In a statement on Facebook, Herman Halushchenko, Ukraine’s energy minister, described Monday morning’s attacks as “barbaric” and said: “Electric substations, hydropower and heat generation facilities were hit by rockets.
“I ask all Ukrainians in [areas] that were not affected by shelling to reduce their electricity consumption as much as possible. Reducing the load on the power grid will help our energy companies to quickly restore the power supply in those regions that are temporarily blacked-out.”
The targeting of substations and hydro plants marks an escalation by Russia in the conflict. Russian president Vladimir Putin’s calculation is that a weary civilian population will grow fed up with living in cold and miserable conditions and will press Ukraine’s government to make concessions. Ukrainian president Volodymyr Zelenskiy has ruled this out, saying he would rather live “without you” — meaning Russia — than with light and water.

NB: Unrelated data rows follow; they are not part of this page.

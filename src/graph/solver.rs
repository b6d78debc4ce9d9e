//! Incremental solver contract and the bundled dense implementation.
//!
//! The estimator only depends on the [`IncrementalSolver`] trait: extend the
//! problem, re-linearize, read the MAP estimate, query a marginal. The
//! bundled [`DenseIncrementalSolver`] is a damped Gauss–Newton over the full
//! factor set with numerical Jacobians and dense Cholesky. Dense is fine at
//! this problem size; a production deployment would swap in a sparse
//! incremental back-end behind the same trait.

use std::collections::HashMap;

use nalgebra::{DMatrix, DVector, Matrix6, Vector6};

use super::factors::{Factor, FactorGraph, Key, Values};

/// Step used for numerical Jacobians.
const JACOBIAN_EPS: f64 = 1e-6;

/// Solver contract expected by the estimator driver.
pub trait IncrementalSolver: Send {
    /// Extend the problem with new factors and variables. Every key
    /// referenced by a new factor must exist in prior state or in `values`.
    fn update(&mut self, graph: FactorGraph, values: Values);

    /// Run additional re-linearization sweeps without new content.
    fn refine(&mut self);

    /// Current MAP estimate over all known variables.
    fn estimate(&self) -> &Values;

    /// Marginal covariance of a variable.
    fn marginal_covariance(&mut self, key: Key) -> Option<Matrix6<f64>>;
}

/// Configuration for the bundled solver.
#[derive(Debug, Clone)]
pub struct SolverConfig {
    /// Linearization-point change that forces re-linearization.
    pub relinearize_threshold: f64,

    /// Updates to skip between re-linearizations.
    pub relinearize_skip: usize,

    /// Maximum Gauss–Newton iterations per sweep.
    pub max_iterations: u32,

    /// Relative error change below which a sweep stops.
    pub convergence_threshold: f64,

    /// Initial Levenberg–Marquardt damping.
    pub damping_factor: f64,
}

impl Default for SolverConfig {
    fn default() -> Self {
        Self {
            relinearize_threshold: 0.1,
            relinearize_skip: 1,
            max_iterations: 8,
            convergence_threshold: 1e-6,
            damping_factor: 1e-6,
        }
    }
}

/// Dense damped Gauss–Newton implementation of [`IncrementalSolver`].
pub struct DenseIncrementalSolver {
    config: SolverConfig,
    factors: Vec<Factor>,
    estimate: Values,
    keys: Vec<Key>,
    key_index: HashMap<Key, usize>,
}

impl DenseIncrementalSolver {
    /// Create an empty solver.
    pub fn new(config: SolverConfig) -> Self {
        Self {
            config,
            factors: Vec::new(),
            estimate: Values::new(),
            keys: Vec::new(),
            key_index: HashMap::new(),
        }
    }

    /// Number of registered variables.
    pub fn num_variables(&self) -> usize {
        self.keys.len()
    }

    /// Number of stored factors.
    pub fn num_factors(&self) -> usize {
        self.factors.len()
    }

    /// Total error at the current estimate.
    pub fn total_error(&self) -> f64 {
        self.factors.iter().map(|f| f.error(&self.estimate)).sum()
    }

    /// One damped Gauss–Newton sweep over the full problem.
    fn optimize(&mut self) {
        if self.factors.is_empty() || self.keys.is_empty() {
            return;
        }

        let dim = self.keys.len() * 6;
        let mut lambda = self.config.damping_factor;
        let mut current_error = self.total_error();

        for _ in 0..self.config.max_iterations {
            let (h, b) = self.build_normal_equations(dim);

            let mut h_damped = h.clone();
            for i in 0..dim {
                h_damped[(i, i)] += lambda * h_damped[(i, i)].max(1.0);
            }

            let dx = match h_damped.cholesky() {
                Some(chol) => chol.solve(&(-&b)),
                None => {
                    lambda *= 10.0;
                    if lambda > 1e10 {
                        break;
                    }
                    continue;
                }
            };

            self.apply_step(&dx);
            let new_error = self.total_error();

            if new_error > current_error {
                // Revert: right-multiplied exp(dx) is undone exactly by exp(-dx)
                self.apply_step(&(-&dx));
                lambda *= 10.0;
                if lambda > 1e10 {
                    break;
                }
                continue;
            }

            lambda = (lambda * 0.1).max(1e-12);
            let relative_change =
                (current_error - new_error).abs() / current_error.max(1e-12);
            current_error = new_error;

            if relative_change < self.config.convergence_threshold {
                break;
            }
        }
    }

    /// Assemble `H = JᵀJ` and `b = Jᵀr` with numerical Jacobians.
    fn build_normal_equations(&mut self, dim: usize) -> (DMatrix<f64>, DVector<f64>) {
        let mut h = DMatrix::<f64>::zeros(dim, dim);
        let mut b = DVector::<f64>::zeros(dim);

        let factors = std::mem::take(&mut self.factors);
        for factor in &factors {
            let mode = factor.active_mode(&self.estimate);
            let r0 = match factor.whitened_residual_with(&self.estimate, mode) {
                Some(r) => r,
                None => continue,
            };

            let mut blocks: Vec<(usize, DMatrix<f64>)> = Vec::new();
            for key in factor.keys() {
                let index = match self.key_index.get(&key) {
                    Some(&i) => i,
                    None => continue,
                };
                let base = *self.estimate.get(key).expect("indexed key has a value");

                let mut jacobian = DMatrix::<f64>::zeros(r0.len(), 6);
                for d in 0..6 {
                    let mut xi = Vector6::<f64>::zeros();
                    xi[d] = JACOBIAN_EPS;
                    self.estimate.insert(key, base.retract(&xi));
                    if let Some(r1) = factor.whitened_residual_with(&self.estimate, mode) {
                        jacobian.set_column(d, &((r1 - &r0) / JACOBIAN_EPS));
                    }
                }
                self.estimate.insert(key, base);
                blocks.push((index, jacobian));
            }

            for (ia, ja) in &blocks {
                let bia = ja.transpose() * &r0;
                for i in 0..6 {
                    b[ia * 6 + i] += bia[i];
                }
                for (ib, jb) in &blocks {
                    let hab = ja.transpose() * jb;
                    for i in 0..6 {
                        for j in 0..6 {
                            h[(ia * 6 + i, ib * 6 + j)] += hab[(i, j)];
                        }
                    }
                }
            }
        }
        self.factors = factors;

        (h, b)
    }

    /// Retract every variable along its step block.
    fn apply_step(&mut self, dx: &DVector<f64>) {
        for (index, key) in self.keys.iter().enumerate() {
            let mut xi = Vector6::<f64>::zeros();
            for d in 0..6 {
                xi[d] = dx[index * 6 + d];
            }
            if let Some(pose) = self.estimate.get(*key) {
                let updated = pose.retract(&xi);
                self.estimate.insert(*key, updated);
            }
        }
    }
}

impl IncrementalSolver for DenseIncrementalSolver {
    fn update(&mut self, graph: FactorGraph, values: Values) {
        for (key, pose) in values.iter() {
            if !self.estimate.contains(*key) {
                self.key_index.insert(*key, self.keys.len());
                self.keys.push(*key);
                self.estimate.insert(*key, *pose);
            } else {
                log::debug!("key {} already known to the solver; keeping prior state", key);
            }
        }
        self.factors.extend(graph.iter().cloned());
        self.optimize();
    }

    fn refine(&mut self) {
        self.optimize();
    }

    fn estimate(&self) -> &Values {
        &self.estimate
    }

    fn marginal_covariance(&mut self, key: Key) -> Option<Matrix6<f64>> {
        let index = *self.key_index.get(&key)?;
        let dim = self.keys.len() * 6;
        let (mut h, _) = self.build_normal_equations(dim);
        for i in 0..dim {
            h[(i, i)] += 1e-9;
        }

        let inverse = h.cholesky()?.inverse();
        let mut out = Matrix6::<f64>::zeros();
        for i in 0..6 {
            for j in 0..6 {
                out[(i, j)] = inverse[(index * 6 + i, index * 6 + j)];
            }
        }
        Some(out)
    }
}

#[cfg(test)]
mod tests {
    use super::*;
    use crate::core::types::Pose3D;
    use crate::graph::factors::DiagonalNoise;
    use approx::assert_relative_eq;

    fn solver() -> DenseIncrementalSolver {
        DenseIncrementalSolver::new(SolverConfig::default())
    }

    #[test]
    fn test_prior_pulls_variable() {
        let mut solver = solver();
        let target = Pose3D::from_euler(1.0, 2.0, 0.5, 0.1, 0.0, 0.2);

        let mut graph = FactorGraph::new();
        graph.add(Factor::PriorPose {
            key: 0,
            pose: target,
            noise: DiagonalNoise::isotropic(1e-2),
        });
        let mut values = Values::new();
        values.insert(0, Pose3D::identity());

        solver.update(graph, values);

        let estimated = solver.estimate().get(0).unwrap();
        assert!(estimated.translation_distance(&target) < 1e-4);
    }

    #[test]
    fn test_chain_of_betweens() {
        let mut solver = solver();
        let step = Pose3D::from_euler(1.0, 0.0, 0.0, 0.0, 0.0, 0.0);

        let mut graph = FactorGraph::new();
        let mut values = Values::new();
        graph.add(Factor::PriorPose {
            key: 0,
            pose: Pose3D::identity(),
            noise: DiagonalNoise::isotropic(1e-4),
        });
        values.insert(0, Pose3D::identity());
        for i in 0..3u64 {
            graph.add(Factor::BetweenPose {
                key1: i,
                key2: i + 1,
                measurement: step,
                noise: DiagonalNoise::isotropic(1e-4),
            });
            // deliberately poor initial guesses
            values.insert(i + 1, Pose3D::from_euler(0.5 * i as f64, 0.3, 0.0, 0.0, 0.0, 0.0));
        }

        solver.update(graph, values);

        let end = solver.estimate().get(3).unwrap();
        assert_relative_eq!(end.translation().x, 3.0, epsilon = 1e-2);
        assert_relative_eq!(end.translation().y, 0.0, epsilon = 1e-2);
    }

    #[test]
    fn test_refine_is_idempotent() {
        let mut solver = solver();
        let mut graph = FactorGraph::new();
        let mut values = Values::new();
        graph.add(Factor::PriorPose {
            key: 0,
            pose: Pose3D::identity(),
            noise: DiagonalNoise::isotropic(1e-4),
        });
        values.insert(0, Pose3D::identity());
        graph.add(Factor::BetweenPose {
            key1: 0,
            key2: 1,
            measurement: Pose3D::from_euler(1.0, 0.0, 0.0, 0.0, 0.0, 0.0),
            noise: DiagonalNoise::isotropic(1e-4),
        });
        values.insert(1, Pose3D::identity());

        solver.update(graph, values);
        let before = *solver.estimate().get(1).unwrap();

        solver.refine();
        solver.refine();
        let after = solver.estimate().get(1).unwrap();

        assert!(before.translation_distance(after) < 1e-8);
    }

    #[test]
    fn test_marginal_covariance_tracks_prior_noise() {
        let mut solver = solver();
        let mut graph = FactorGraph::new();
        let mut values = Values::new();
        graph.add(Factor::PriorPose {
            key: 0,
            pose: Pose3D::identity(),
            noise: DiagonalNoise::from_variances([1e-2, 1e-2, 1e-2, 4.0, 4.0, 4.0]),
        });
        values.insert(0, Pose3D::identity());
        solver.update(graph, values);

        let cov = solver.marginal_covariance(0).unwrap();
        // translation-x variance should recover the prior variance
        assert_relative_eq!(cov[(3, 3)], 4.0, epsilon = 0.1);
        assert_relative_eq!(cov[(0, 0)], 1e-2, epsilon = 1e-3);
    }

    #[test]
    fn test_loop_correction_distributes() {
        // A drifted chain closed by a loop factor back to the anchor.
        let mut solver = solver();
        let mut graph = FactorGraph::new();
        let mut values = Values::new();

        graph.add(Factor::PriorPose {
            key: 0,
            pose: Pose3D::identity(),
            noise: DiagonalNoise::isotropic(1e-6),
        });
        values.insert(0, Pose3D::identity());

        // Odometry claims 1m steps but initial guesses drifted
        for i in 0..4u64 {
            graph.add(Factor::BetweenPose {
                key1: i,
                key2: i + 1,
                measurement: Pose3D::from_euler(1.0, 0.0, 0.0, 0.0, 0.0, 0.0),
                noise: DiagonalNoise::isotropic(1e-2),
            });
            values.insert(
                i + 1,
                Pose3D::from_euler(1.1 * (i + 1) as f64, 0.05 * (i + 1) as f64, 0.0, 0.0, 0.0, 0.0),
            );
        }
        solver.update(graph, values);

        // Loop: node 4 observed back at 4m exactly
        let mut loop_graph = FactorGraph::new();
        loop_graph.add(Factor::BetweenPose {
            key1: 0,
            key2: 4,
            measurement: Pose3D::from_euler(4.0, 0.0, 0.0, 0.0, 0.0, 0.0),
            noise: DiagonalNoise::isotropic(1e-6),
        });
        solver.update(loop_graph, Values::new());
        for _ in 0..5 {
            solver.refine();
        }

        let end = solver.estimate().get(4).unwrap();
        assert_relative_eq!(end.translation().x, 4.0, epsilon = 1e-2);
        assert_relative_eq!(end.translation().y, 0.0, epsilon = 1e-2);
    }
}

The electricity trade media publication Elektrovesti reported that three major hydroelectric power stations were hit. They included the Dnprovskyi facility in Zaprorizhzhia city and the plant at Kremenchuk, both on the Dnieper river. Video footage showed black smoke rising from or near a substation in Kremenchuk in the Poltava region of central Ukraine.
A third strike damaged the Dniester dam and plant in the west of the country, 10km from the border with Moldova. Debris from a Russian rocket landed inside the Moldovan town of Naslavcea after Ukrainian air defences shot it down. The windows of four houses were damaged. Moldova’s government said its airspace was not violated.
Andriy Yermak, chief of staff to Mr Zelenskiy, said Ukraine still urgently needed better and more “modern” air defences, to secure its civilian infrastructure from Kremlin aggression. Kyiv recently took delivery from Germany of an Iris-T air defence system. The United States has promised to send eight advanced surface-to-air missile complexes, known as Nasams.
Presidential aide Mykhailo Podolyak said Moscow had conducted “another massive cascade missile attack” on Ukraine’s critical power centres. He suggested that the world was watching the “entire country” freeze, rather than providing air defences so that rockets could be shot down.
In recent weeks Russia has stepped up its attacks on fossil fuel power stations and the substations that connect Ukraine’s energy grid together. Some Ukrainian officials had hoped that the country’s hydro plants might be spared because of the wider consequences.
The damage might have been significantly worse. Missiles were successfully shot down over the Vinnytsia and Khmelnytsky regions, according to local officials. Footage posted by Euromaidan Press shows a cruise missile being intercepted close to Kyiv and exploding in mid-air.
In Kyiv, the mayor, Vitali Klitschko, said critical infrastructure was struck. About 350,000 people were left without power, he said. “As a result of strikes on critical infrastructure facilities, part of the capital was cut off. There is no water supply in some areas. All services are working,” he said.
Ukraine’s foreign minister, Dmytro Kuleba, said Russia was “fighting civilians” because it was incapable of winning on the battlefield. He said it was wrong to describe the Kremlin’s latest strikes as a “response”, adding: “Russia does this because it still has the missiles and the will to kill Ukrainians.”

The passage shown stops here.